_What you will do_
Within the records, find every line that includes the word "type" and copy it.

┄┄┄┄┄┄┄┄┄┄

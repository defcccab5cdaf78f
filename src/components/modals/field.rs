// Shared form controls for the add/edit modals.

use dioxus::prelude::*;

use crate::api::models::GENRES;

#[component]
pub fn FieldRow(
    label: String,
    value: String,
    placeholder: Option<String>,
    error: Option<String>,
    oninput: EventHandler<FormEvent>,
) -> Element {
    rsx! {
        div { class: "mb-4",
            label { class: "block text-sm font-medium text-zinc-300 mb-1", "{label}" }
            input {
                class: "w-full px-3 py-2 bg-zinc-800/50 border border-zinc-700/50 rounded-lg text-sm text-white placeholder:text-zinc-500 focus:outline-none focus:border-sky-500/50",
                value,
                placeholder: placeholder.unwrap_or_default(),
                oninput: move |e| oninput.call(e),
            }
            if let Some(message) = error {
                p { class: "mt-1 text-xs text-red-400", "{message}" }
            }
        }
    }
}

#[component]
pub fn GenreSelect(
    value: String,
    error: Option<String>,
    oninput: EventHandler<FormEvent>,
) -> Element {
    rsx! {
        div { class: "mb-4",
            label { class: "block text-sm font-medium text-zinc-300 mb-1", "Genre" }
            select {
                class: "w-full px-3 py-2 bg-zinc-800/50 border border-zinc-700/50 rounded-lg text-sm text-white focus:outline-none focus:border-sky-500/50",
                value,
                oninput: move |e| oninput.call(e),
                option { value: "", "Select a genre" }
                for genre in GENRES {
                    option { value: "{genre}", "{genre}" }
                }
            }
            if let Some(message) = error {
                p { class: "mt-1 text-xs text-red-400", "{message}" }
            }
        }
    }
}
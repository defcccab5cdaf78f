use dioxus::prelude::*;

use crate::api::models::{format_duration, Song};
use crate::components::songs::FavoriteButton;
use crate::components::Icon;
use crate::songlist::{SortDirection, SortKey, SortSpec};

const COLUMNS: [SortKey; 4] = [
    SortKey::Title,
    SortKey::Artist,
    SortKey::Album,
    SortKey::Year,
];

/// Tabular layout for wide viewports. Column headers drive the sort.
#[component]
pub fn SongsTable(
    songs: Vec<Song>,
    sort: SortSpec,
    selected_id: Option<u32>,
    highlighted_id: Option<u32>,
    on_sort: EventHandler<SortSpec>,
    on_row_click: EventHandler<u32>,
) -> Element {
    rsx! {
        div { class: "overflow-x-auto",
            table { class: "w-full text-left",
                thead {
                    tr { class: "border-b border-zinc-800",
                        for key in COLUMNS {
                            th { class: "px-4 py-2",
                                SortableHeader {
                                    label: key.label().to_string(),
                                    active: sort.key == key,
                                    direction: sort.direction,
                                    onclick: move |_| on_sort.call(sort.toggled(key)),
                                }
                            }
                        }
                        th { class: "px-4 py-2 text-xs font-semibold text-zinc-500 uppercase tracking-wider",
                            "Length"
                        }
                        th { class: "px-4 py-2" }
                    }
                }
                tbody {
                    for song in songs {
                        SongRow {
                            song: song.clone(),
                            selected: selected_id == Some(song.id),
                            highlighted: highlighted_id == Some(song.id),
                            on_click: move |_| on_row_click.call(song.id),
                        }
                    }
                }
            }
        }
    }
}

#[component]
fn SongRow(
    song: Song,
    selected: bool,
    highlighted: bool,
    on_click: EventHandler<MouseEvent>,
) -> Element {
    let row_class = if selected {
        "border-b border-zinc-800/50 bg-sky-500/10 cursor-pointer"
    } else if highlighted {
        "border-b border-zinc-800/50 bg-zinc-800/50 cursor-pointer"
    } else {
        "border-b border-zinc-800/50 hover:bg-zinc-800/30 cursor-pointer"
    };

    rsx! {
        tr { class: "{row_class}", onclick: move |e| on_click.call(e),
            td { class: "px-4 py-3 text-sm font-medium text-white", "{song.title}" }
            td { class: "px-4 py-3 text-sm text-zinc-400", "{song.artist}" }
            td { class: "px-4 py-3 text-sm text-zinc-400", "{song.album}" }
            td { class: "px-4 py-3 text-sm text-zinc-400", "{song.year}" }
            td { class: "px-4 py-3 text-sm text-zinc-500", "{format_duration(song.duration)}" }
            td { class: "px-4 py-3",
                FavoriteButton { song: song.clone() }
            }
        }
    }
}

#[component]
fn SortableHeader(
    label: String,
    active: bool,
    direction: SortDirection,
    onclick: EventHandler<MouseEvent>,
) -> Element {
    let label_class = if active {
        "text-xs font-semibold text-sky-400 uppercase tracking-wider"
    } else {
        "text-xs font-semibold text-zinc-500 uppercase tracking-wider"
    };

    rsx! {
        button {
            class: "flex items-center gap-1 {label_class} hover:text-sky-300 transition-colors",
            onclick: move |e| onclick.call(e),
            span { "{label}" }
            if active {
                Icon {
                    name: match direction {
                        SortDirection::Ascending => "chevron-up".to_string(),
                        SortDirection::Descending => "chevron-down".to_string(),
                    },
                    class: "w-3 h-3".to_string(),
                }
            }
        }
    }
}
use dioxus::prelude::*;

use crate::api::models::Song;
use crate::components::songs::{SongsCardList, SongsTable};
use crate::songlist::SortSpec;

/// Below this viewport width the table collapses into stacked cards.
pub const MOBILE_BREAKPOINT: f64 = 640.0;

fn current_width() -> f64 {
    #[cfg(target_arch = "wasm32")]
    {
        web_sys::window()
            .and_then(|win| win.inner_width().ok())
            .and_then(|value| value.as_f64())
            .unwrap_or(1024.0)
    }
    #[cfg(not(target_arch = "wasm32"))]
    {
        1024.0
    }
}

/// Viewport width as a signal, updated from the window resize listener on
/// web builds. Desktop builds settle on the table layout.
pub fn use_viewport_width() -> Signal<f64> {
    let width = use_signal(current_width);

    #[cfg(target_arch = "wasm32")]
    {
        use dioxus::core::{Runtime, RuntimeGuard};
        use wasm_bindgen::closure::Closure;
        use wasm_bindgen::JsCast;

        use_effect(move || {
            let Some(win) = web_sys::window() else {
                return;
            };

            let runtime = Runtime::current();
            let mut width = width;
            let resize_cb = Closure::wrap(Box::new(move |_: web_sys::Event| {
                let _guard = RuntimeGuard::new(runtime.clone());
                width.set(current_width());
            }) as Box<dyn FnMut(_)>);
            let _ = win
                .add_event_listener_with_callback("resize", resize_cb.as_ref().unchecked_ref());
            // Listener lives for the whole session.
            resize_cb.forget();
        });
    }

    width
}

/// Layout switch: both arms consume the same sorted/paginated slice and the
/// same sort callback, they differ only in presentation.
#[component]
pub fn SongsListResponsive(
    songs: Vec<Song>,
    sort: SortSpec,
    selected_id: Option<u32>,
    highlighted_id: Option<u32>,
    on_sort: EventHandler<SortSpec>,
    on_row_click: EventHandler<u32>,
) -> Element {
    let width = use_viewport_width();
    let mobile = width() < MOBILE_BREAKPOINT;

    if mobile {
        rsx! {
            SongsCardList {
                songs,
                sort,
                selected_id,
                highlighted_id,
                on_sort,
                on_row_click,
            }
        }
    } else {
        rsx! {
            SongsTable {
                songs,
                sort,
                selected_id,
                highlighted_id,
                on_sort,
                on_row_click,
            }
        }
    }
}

┄┄┄┄┄┄┄┄┄┄

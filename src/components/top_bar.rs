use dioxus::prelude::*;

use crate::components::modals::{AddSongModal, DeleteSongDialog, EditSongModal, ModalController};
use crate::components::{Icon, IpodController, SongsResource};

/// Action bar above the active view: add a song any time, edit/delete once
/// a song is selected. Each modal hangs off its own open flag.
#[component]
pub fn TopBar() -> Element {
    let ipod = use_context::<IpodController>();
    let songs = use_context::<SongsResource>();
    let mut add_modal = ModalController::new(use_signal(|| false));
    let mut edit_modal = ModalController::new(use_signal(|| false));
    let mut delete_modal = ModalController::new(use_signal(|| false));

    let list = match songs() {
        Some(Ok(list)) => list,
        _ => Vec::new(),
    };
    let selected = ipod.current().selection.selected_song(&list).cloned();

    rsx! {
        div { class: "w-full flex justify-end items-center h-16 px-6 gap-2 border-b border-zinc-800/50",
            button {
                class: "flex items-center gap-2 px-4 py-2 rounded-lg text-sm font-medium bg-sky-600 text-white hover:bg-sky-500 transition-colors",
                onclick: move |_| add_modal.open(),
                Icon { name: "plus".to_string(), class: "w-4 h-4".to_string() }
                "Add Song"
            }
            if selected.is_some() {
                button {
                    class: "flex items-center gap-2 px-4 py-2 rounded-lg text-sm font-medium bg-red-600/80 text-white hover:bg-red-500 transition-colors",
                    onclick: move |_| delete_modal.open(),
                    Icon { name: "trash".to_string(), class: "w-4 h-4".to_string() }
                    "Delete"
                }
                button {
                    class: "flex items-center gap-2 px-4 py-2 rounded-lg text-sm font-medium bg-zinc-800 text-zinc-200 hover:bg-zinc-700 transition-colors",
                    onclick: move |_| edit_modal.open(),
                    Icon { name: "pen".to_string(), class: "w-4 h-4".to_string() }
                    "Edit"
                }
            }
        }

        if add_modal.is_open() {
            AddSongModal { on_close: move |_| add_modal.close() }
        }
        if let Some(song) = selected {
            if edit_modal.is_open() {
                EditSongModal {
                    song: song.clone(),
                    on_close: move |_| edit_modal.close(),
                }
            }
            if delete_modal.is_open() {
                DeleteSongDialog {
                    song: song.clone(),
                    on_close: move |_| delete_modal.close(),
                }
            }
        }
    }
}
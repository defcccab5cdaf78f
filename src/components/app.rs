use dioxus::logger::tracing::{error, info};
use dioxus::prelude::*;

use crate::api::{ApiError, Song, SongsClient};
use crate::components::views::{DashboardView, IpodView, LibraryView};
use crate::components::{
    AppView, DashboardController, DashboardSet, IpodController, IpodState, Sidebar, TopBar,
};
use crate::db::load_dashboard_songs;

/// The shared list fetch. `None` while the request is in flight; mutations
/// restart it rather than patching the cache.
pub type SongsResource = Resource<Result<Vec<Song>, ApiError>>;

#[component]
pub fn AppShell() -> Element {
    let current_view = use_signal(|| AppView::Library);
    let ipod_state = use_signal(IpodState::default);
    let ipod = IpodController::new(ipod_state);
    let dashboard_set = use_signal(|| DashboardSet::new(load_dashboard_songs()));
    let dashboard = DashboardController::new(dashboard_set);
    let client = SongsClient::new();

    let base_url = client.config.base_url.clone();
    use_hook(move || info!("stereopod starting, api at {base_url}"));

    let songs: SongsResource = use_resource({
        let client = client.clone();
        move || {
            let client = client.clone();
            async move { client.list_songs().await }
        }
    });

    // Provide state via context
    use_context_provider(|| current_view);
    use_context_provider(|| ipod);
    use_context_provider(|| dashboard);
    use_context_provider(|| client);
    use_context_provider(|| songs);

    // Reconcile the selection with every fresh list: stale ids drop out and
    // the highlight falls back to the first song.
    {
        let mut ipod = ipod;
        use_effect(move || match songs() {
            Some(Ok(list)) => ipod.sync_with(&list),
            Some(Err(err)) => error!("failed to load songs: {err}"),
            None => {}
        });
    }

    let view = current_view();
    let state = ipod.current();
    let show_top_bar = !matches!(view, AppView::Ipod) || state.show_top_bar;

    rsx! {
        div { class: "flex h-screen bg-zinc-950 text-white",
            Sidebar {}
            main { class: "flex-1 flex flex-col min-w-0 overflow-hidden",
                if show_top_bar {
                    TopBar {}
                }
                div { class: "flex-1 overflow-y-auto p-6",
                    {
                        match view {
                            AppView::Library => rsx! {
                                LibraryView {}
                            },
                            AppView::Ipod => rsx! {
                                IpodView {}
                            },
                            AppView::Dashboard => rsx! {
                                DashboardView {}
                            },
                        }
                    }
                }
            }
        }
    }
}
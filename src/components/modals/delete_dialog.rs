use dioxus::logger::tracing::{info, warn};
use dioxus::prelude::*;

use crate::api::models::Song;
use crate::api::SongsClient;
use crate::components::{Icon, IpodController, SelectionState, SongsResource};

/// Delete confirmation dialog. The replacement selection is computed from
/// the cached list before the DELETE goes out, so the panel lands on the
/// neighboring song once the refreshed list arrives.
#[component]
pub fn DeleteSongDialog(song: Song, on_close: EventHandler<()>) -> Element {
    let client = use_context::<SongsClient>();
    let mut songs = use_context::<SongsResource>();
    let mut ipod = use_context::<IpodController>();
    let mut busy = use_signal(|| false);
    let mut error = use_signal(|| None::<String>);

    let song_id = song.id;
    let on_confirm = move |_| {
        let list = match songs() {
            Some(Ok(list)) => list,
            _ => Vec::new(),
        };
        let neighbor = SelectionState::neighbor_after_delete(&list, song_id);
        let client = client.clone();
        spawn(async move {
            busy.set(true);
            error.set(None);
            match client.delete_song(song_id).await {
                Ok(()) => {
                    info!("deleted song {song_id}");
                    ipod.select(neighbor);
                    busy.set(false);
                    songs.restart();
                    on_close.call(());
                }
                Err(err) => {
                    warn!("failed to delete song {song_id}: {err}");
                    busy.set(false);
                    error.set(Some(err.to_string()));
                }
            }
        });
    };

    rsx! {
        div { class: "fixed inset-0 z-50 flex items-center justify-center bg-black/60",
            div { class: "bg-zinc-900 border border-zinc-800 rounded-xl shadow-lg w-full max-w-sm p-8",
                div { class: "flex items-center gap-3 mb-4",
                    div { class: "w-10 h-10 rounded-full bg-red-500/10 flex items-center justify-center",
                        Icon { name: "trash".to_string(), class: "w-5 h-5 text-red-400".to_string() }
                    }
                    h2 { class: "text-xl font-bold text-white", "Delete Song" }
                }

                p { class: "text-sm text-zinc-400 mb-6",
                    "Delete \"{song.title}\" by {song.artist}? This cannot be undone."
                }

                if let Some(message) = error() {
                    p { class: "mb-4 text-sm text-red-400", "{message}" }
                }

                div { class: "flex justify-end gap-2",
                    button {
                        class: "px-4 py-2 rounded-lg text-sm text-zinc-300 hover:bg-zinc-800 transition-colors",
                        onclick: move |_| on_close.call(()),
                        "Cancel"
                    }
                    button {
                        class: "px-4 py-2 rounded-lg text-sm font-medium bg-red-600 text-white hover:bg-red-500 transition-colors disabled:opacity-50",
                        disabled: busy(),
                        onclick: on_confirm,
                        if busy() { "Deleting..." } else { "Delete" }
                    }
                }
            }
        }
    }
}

┄┄┄┄┄┄┄┄┄┄

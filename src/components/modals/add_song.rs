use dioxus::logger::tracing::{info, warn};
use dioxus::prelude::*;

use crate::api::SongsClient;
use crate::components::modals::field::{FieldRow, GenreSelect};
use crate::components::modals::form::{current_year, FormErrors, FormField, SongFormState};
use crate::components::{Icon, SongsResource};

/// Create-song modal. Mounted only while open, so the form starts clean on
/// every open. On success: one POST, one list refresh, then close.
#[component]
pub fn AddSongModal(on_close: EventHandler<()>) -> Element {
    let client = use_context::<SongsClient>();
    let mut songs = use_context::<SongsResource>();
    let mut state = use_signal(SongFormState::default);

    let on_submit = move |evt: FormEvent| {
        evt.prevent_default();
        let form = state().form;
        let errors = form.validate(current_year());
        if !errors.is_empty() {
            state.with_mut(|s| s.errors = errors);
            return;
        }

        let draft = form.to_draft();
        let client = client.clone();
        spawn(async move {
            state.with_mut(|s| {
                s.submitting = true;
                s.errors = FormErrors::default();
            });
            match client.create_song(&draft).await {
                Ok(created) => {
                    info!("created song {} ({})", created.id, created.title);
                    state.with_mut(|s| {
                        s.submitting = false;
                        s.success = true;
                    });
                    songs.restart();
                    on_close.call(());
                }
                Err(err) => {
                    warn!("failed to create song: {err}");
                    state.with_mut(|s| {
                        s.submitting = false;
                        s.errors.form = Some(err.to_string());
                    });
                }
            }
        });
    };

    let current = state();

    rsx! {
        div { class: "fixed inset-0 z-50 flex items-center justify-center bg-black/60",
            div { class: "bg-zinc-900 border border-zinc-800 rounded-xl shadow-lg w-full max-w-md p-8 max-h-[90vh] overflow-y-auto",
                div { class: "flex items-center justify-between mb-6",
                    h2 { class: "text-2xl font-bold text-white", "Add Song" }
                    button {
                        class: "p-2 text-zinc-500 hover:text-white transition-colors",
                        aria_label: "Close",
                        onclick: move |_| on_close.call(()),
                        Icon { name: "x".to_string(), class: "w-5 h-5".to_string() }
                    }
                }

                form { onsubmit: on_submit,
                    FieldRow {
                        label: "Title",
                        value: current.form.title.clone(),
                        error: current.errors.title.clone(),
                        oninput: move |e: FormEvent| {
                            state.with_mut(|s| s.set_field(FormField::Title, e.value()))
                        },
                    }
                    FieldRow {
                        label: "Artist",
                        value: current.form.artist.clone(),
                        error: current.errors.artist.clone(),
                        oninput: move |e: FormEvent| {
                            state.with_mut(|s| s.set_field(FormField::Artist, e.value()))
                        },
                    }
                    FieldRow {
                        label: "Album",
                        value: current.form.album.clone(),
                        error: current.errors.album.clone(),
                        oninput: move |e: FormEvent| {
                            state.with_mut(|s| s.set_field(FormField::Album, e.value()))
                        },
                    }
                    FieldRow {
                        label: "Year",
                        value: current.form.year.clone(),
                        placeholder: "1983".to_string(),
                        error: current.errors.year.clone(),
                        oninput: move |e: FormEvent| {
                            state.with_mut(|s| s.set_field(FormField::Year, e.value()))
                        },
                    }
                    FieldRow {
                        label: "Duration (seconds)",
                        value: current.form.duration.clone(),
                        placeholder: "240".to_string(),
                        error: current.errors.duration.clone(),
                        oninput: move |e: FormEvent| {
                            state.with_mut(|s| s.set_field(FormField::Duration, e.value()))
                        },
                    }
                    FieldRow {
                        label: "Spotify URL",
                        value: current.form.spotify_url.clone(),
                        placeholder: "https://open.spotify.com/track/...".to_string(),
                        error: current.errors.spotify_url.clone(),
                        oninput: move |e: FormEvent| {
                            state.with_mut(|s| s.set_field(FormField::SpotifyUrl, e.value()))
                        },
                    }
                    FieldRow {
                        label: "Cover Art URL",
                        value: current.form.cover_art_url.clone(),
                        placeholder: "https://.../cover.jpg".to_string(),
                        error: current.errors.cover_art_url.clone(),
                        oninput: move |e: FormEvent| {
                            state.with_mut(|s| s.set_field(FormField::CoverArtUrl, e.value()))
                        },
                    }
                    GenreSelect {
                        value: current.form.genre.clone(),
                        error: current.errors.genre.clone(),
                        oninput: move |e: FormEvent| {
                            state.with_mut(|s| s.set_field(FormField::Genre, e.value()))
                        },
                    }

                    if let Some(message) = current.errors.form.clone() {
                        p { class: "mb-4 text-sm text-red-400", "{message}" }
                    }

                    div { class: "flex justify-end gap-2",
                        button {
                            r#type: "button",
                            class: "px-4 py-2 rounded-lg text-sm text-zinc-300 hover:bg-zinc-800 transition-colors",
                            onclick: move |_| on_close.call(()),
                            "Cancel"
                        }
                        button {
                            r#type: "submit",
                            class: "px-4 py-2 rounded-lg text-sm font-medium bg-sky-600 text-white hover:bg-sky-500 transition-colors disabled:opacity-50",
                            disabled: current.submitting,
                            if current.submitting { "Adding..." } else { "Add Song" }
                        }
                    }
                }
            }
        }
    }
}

┄┄┄┄┄┄┄┄┄┄

_Answer to this task_
pub type SongsResource = Resource<Result<Vec<Song>, ApiError>>;
                            r#type: "button",
                            r#type: "submit",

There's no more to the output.